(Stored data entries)
☆ ☆ ☆ ☆ ☆

use std::{
    borrow::Cow,
    fmt, io,
    path::{Path, PathBuf},
};

use rust_cli_config::builder::{ConfigBuilder, DefaultState};
use serde::de::DeserializeOwned;
use thiserror::Error;

use crate::environment::Environment;

/// Directory containing configuration files relative to the working directory.
const CONFIGURATION_DIR: &str = "configuration";

/// Supported extensions for base and environment configuration files.
const CONFIG_FILE_EXTENSIONS: &[&str] = &["yaml", "yml", "json"];

/// Prefix for environment variable configuration overrides.
const ENV_PREFIX: &str = "APP";

const ENV_PREFIX_SEPARATOR: &str = "_";

/// Separator for nested configuration keys in environment variables.
const ENV_SEPARATOR: &str = "__";

const LIST_SEPARATOR: &str = ",";

/// Implemented by configuration roots that can be loaded with [`load_config`].
pub trait Config {
    /// Keys whose environment variable values are parsed as comma-separated lists.
    const LIST_PARSE_KEYS: &'static [&'static str];
}

/// Which configuration file is being loaded.
#[derive(Debug, Clone)]
enum ConfigFileKind {
    Base,
    Environment(Environment),
    Explicit,
}

impl ConfigFileKind {
    fn stem(&self) -> Cow<'static, str> {
        match self {
            ConfigFileKind::Base => Cow::Borrowed("base"),
            ConfigFileKind::Environment(env) => Cow::Borrowed(env.as_str()),
            ConfigFileKind::Explicit => Cow::Borrowed("explicit"),
        }
    }
}

impl fmt::Display for ConfigFileKind {
    fn fmt(&self, f: &mut fmt::Formatter<'_>) -> fmt::Result {
        match self {
            ConfigFileKind::Base => f.write_str("base configuration"),
            ConfigFileKind::Environment(env) => write!(f, "{env} environment configuration"),
            ConfigFileKind::Explicit => f.write_str("configuration file"),
        }
    }
}

/// Errors that can occur while loading configuration files and overrides.
#[derive(Debug, Error)]
pub enum LoadConfigError {
    #[error("failed to determine the current directory: {0}")]
    CurrentDir(#[source] io::Error),

    #[error("configuration directory `{0}` does not exist")]
    MissingConfigurationDirectory(PathBuf),

    #[error("configuration file `{0}` does not exist")]
    MissingConfigurationFile(PathBuf),

    #[error("could not locate {kind_description} in `{directory}`; attempted: {attempted}")]
    ConfigurationFileMissing {
        kind_description: String,
        directory: PathBuf,
        attempted: String,
    },

    /// A configuration file existed but could not be parsed.
    #[error("failed to load {kind_description} from `{path}`: {source}")]
    ConfigurationFileLoad {
        kind_description: String,
        path: PathBuf,
        source: rust_cli_config::ConfigError,
    },

    #[error("failed to load configuration from environment variables: {0}")]
    EnvironmentVariables(#[source] rust_cli_config::ConfigError),

    /// The sources were merged but the result does not match the target type.
    #[error("failed to deserialize configuration: {0}")]
    Deserialization(#[source] rust_cli_config::ConfigError),

    #[error("failed to determine runtime environment: {0}")]
    Environment(#[from] io::Error),
}

/// Loads hierarchical configuration from base, environment and environment-variable sources.
///
/// Reads `configuration/base.(yaml|yml|json)` and `configuration/{environment}.(yaml|yml|json)`
/// and then applies `APP_`-prefixed environment variables. Nested keys use double underscores,
/// e.g. `APP_PIPELINE__INGESTION_QUEUE__CAPACITY=500`.
pub fn load_config<T>() -> Result<T, LoadConfigError>
where
    T: Config + DeserializeOwned,
{
    let base_path = std::env::current_dir().map_err(LoadConfigError::CurrentDir)?;
    let configuration_directory = base_path.join(CONFIGURATION_DIR);

    if !configuration_directory.is_dir() {
        return Err(LoadConfigError::MissingConfigurationDirectory(
            configuration_directory,
        ));
    }

    let environment = Environment::load()?;

    let base_file = find_configuration_file(&configuration_directory, ConfigFileKind::Base)?;
    let environment_file = find_configuration_file(
        &configuration_directory,
        ConfigFileKind::Environment(environment),
    )?;

    let builder = rust_cli_config::Config::builder()
        .add_source(rust_cli_config::File::from(base_file.clone()));
    validate_configuration_source(&builder, ConfigFileKind::Base, &base_file)?;

    let builder = builder.add_source(rust_cli_config::File::from(environment_file.clone()));
    validate_configuration_source(
        &builder,
        ConfigFileKind::Environment(environment),
        &environment_file,
    )?;

    build_with_environment::<T>(builder)
}

/// Loads configuration from a single explicit file, then applies `APP_` environment overrides.
///
/// Used when the binary is started with `--config <path>`.
pub fn load_config_from_path<T>(path: impl AsRef<Path>) -> Result<T, LoadConfigError>
where
    T: Config + DeserializeOwned,
{
    let path = path.as_ref();
    if !path.is_file() {
        return Err(LoadConfigError::MissingConfigurationFile(path.to_path_buf()));
    }

    let builder =
        rust_cli_config::Config::builder().add_source(rust_cli_config::File::from(path));
    validate_configuration_source(&builder, ConfigFileKind::Explicit, path)?;

    build_with_environment::<T>(builder)
}

fn build_with_environment<T>(
    builder: ConfigBuilder<DefaultState>,
) -> Result<T, LoadConfigError>
where
    T: Config + DeserializeOwned,
{
    let mut environment_source = rust_cli_config::Environment::with_prefix(ENV_PREFIX)
        .prefix_separator(ENV_PREFIX_SEPARATOR)
        .separator(ENV_SEPARATOR);

    if !T::LIST_PARSE_KEYS.is_empty() {
        environment_source = environment_source
            .try_parsing(true)
            .list_separator(LIST_SEPARATOR);

        for key in <T as Config>::LIST_PARSE_KEYS {
            environment_source = environment_source.with_list_parse_key(key);
        }
    }

    let settings = builder
        .add_source(environment_source)
        .build()
        .map_err(LoadConfigError::EnvironmentVariables)?;

    settings
        .try_deserialize::<T>()
        .map_err(LoadConfigError::Deserialization)
}

/// Finds the file matching `kind` with one of the supported extensions.
fn find_configuration_file(
    directory: &Path,
    kind: ConfigFileKind,
) -> Result<PathBuf, LoadConfigError> {
    let stem = kind.stem();
    let mut attempted_paths = Vec::with_capacity(CONFIG_FILE_EXTENSIONS.len());

    for extension in CONFIG_FILE_EXTENSIONS {
        let path = directory.join(format!("{stem}.{extension}"));
        if path.is_file() {
            return Ok(path);
        }
        attempted_paths.push(path);
    }

    let attempted = attempted_paths
        .iter()
        .map(|path| format!("`{}`", path.display()))
        .collect::<Vec<_>>()
        .join(", ");

    Err(LoadConfigError::ConfigurationFileMissing {
        kind_description: kind.to_string(),
        directory: directory.to_path_buf(),
        attempted,
    })
}

fn validate_configuration_source(
    builder: &ConfigBuilder<DefaultState>,
    kind: ConfigFileKind,
    path: &Path,
) -> Result<(), LoadConfigError> {
    builder
        .clone()
        .build()
        .map_err(|source| LoadConfigError::ConfigurationFileLoad {
            kind_description: kind.to_string(),
            path: path.to_path_buf(),
            source,
        })
        .map(|_| ())
}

☆ ☆ ☆ ☆ ☆

**DIRECTIONS FOR THIS TASK**
Filter the entries down to the lines containing "static". Copy each of those lines.

**RESPONSE AREA**
    const LIST_PARSE_KEYS: &'static [&'static str];
    fn stem(&self) -> Cow<'static, str> {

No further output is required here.